• **DESCRIPTION OF THE TASK**
Below are the records; copy out every line that holds the word "struct".

• **EXTRACTED ENTRIES**
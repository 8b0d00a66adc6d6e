// SPDX-License-Identifier: BUSL-1.1
// Copyright (c) 2026 Alfred Jean LLC

//! Stage worker pools: identification, pre-analysis, post-processing.
//!
//! Each pool is a bounded set of workers draining dispatch requests. A
//! stage job is a pure function from an immutable analysis snapshot (plus
//! the working directory) to an artifact and a recommended transition;
//! the result travels back to the controller as a `stage:complete` event.
//! Workers are idempotent: an existing artifact is returned as the cached
//! result instead of recomputing.

mod identification;
mod post;
mod pre;

pub use identification::IdentificationRunner;
pub use post::{NullSignatureHook, PostRunner, SignatureHook, MAX_SCORE};
pub use pre::PreRunner;

use async_trait::async_trait;
use cuckoo_core::{
    Analysis, ErrorKind, Event, Fault, Stage, StageOutcome, StageReport, Task, TaskId,
};
use std::path::PathBuf;
use std::sync::Arc;
use std::time::Duration;
use tokio::sync::{mpsc, Semaphore};
use tracing::{error, warn};

/// Everything a stage worker may look at. Workers receive snapshots and
/// never mutate shared state.
#[derive(Debug, Clone)]
pub struct StageRequest {
    pub stage: Stage,
    pub analysis: Analysis,
    /// Set for per-task stages (post).
    pub task_id: Option<TaskId>,
    /// Task row snapshot for per-task stages; carries the recorded
    /// errors (including the timeout marker) into post-processing.
    pub task: Option<Task>,
    pub analysis_dir: PathBuf,
    pub task_dir: Option<PathBuf>,
    /// Canonical binary blob for file targets.
    pub binary_path: Option<PathBuf>,
}

impl StageRequest {
    /// Where this stage's artifact lives.
    pub fn artifact_path(&self) -> PathBuf {
        let dir = match (&self.task_dir, self.stage) {
            (Some(task_dir), Stage::Post) => task_dir.clone(),
            _ => self.analysis_dir.clone(),
        };
        dir.join(self.stage.artifact_name())
    }
}

/// One stage's computation.
#[async_trait]
pub trait StageRunner: Send + Sync {
    async fn run(&self, request: &StageRequest) -> Result<StageReport, Fault>;
}

/// Worker counts and timeouts, from configuration.
#[derive(Debug, Clone)]
pub struct StageSettings {
    pub identification_workers: usize,
    pub pre_workers: usize,
    pub post_workers: usize,
    pub identification_timeout: Duration,
    pub pre_timeout: Duration,
    pub post_timeout: Duration,
}

impl Default for StageSettings {
    fn default() -> Self {
        Self {
            identification_workers: 2,
            pre_workers: 2,
            post_workers: 4,
            identification_timeout: Duration::from_secs(30),
            pre_timeout: Duration::from_secs(120),
            post_timeout: Duration::from_secs(300),
        }
    }
}

struct Pool {
    runner: Arc<dyn StageRunner>,
    semaphore: Arc<Semaphore>,
    timeout: Duration,
}

/// The three bounded pools plus the event channel back to the controller.
pub struct StagePools {
    identification: Pool,
    pre: Pool,
    post: Pool,
    event_tx: mpsc::Sender<Event>,
}

impl StagePools {
    pub fn new(
        settings: StageSettings,
        identification: Arc<dyn StageRunner>,
        pre: Arc<dyn StageRunner>,
        post: Arc<dyn StageRunner>,
        event_tx: mpsc::Sender<Event>,
    ) -> Self {
        Self {
            identification: Pool {
                runner: identification,
                semaphore: Arc::new(Semaphore::new(settings.identification_workers)),
                timeout: settings.identification_timeout,
            },
            pre: Pool {
                runner: pre,
                semaphore: Arc::new(Semaphore::new(settings.pre_workers)),
                timeout: settings.pre_timeout,
            },
            post: Pool {
                runner: post,
                semaphore: Arc::new(Semaphore::new(settings.post_workers)),
                timeout: settings.post_timeout,
            },
            event_tx,
        }
    }

    fn pool(&self, stage: Stage) -> &Pool {
        match stage {
            Stage::Identification => &self.identification,
            Stage::Pre => &self.pre,
            Stage::Post => &self.post,
        }
    }

    /// Queue a stage job. The job runs on its pool as soon as a worker is
    /// free and reports back via `stage:complete`.
    pub fn dispatch(&self, request: StageRequest) {
        let pool = self.pool(request.stage);
        let runner = Arc::clone(&pool.runner);
        let semaphore = Arc::clone(&pool.semaphore);
        let timeout = pool.timeout;
        let event_tx = self.event_tx.clone();

        tokio::spawn(async move {
            let Ok(_permit) = semaphore.acquire().await else {
                // Semaphore closed: shutting down.
                return;
            };

            let outcome = run_one(runner.as_ref(), &request, timeout).await;
            let event = Event::StageComplete {
                stage: request.stage,
                analysis_id: request.analysis.id.clone(),
                task_id: request.task_id.clone(),
                outcome,
            };
            if event_tx.send(event).await.is_err() {
                error!(
                    stage = %request.stage,
                    analysis = %request.analysis.id,
                    "controller gone, dropping stage result"
                );
            }
        });
    }
}

/// Run one stage job: cached artifact, or compute under the stage timeout
/// and persist the artifact before reporting.
async fn run_one(
    runner: &dyn StageRunner,
    request: &StageRequest,
    timeout: Duration,
) -> StageOutcome {
    // Idempotence: an artifact from a previous invocation wins.
    let artifact_path = request.artifact_path();
    if let Some(report) = load_artifact(&artifact_path) {
        return StageOutcome::Completed { report };
    }

    let result = tokio::time::timeout(timeout, runner.run(request)).await;
    let report = match result {
        Ok(Ok(report)) => report,
        Ok(Err(fault)) => return StageOutcome::Failed { fault },
        Err(_) => {
            return StageOutcome::Failed {
                fault: Fault::new(
                    ErrorKind::StageTimeout,
                    format!(
                        "{} stage exceeded {}s",
                        request.stage,
                        timeout.as_secs()
                    ),
                ),
            }
        }
    };

    if let Err(e) = store_artifact(&artifact_path, &report) {
        warn!(
            artifact = %artifact_path.display(),
            error = %e,
            "failed to persist stage artifact"
        );
    }
    StageOutcome::Completed { report }
}

fn load_artifact(path: &PathBuf) -> Option<StageReport> {
    let raw = std::fs::read(path).ok()?;
    serde_json::from_slice(&raw).ok()
}

fn store_artifact(path: &PathBuf, report: &StageReport) -> std::io::Result<()> {
    if let Some(parent) = path.parent() {
        std::fs::create_dir_all(parent)?;
    }
    let json = serde_json::to_vec_pretty(report).map_err(std::io::Error::other)?;
    std::fs::write(path, json)
}

#[cfg(test)]
#[path = "mod_tests.rs"]
mod tests;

• **SOLVED PROBLEM**
pub struct StageRequest {
pub struct StageSettings {
struct Pool {
pub struct StagePools {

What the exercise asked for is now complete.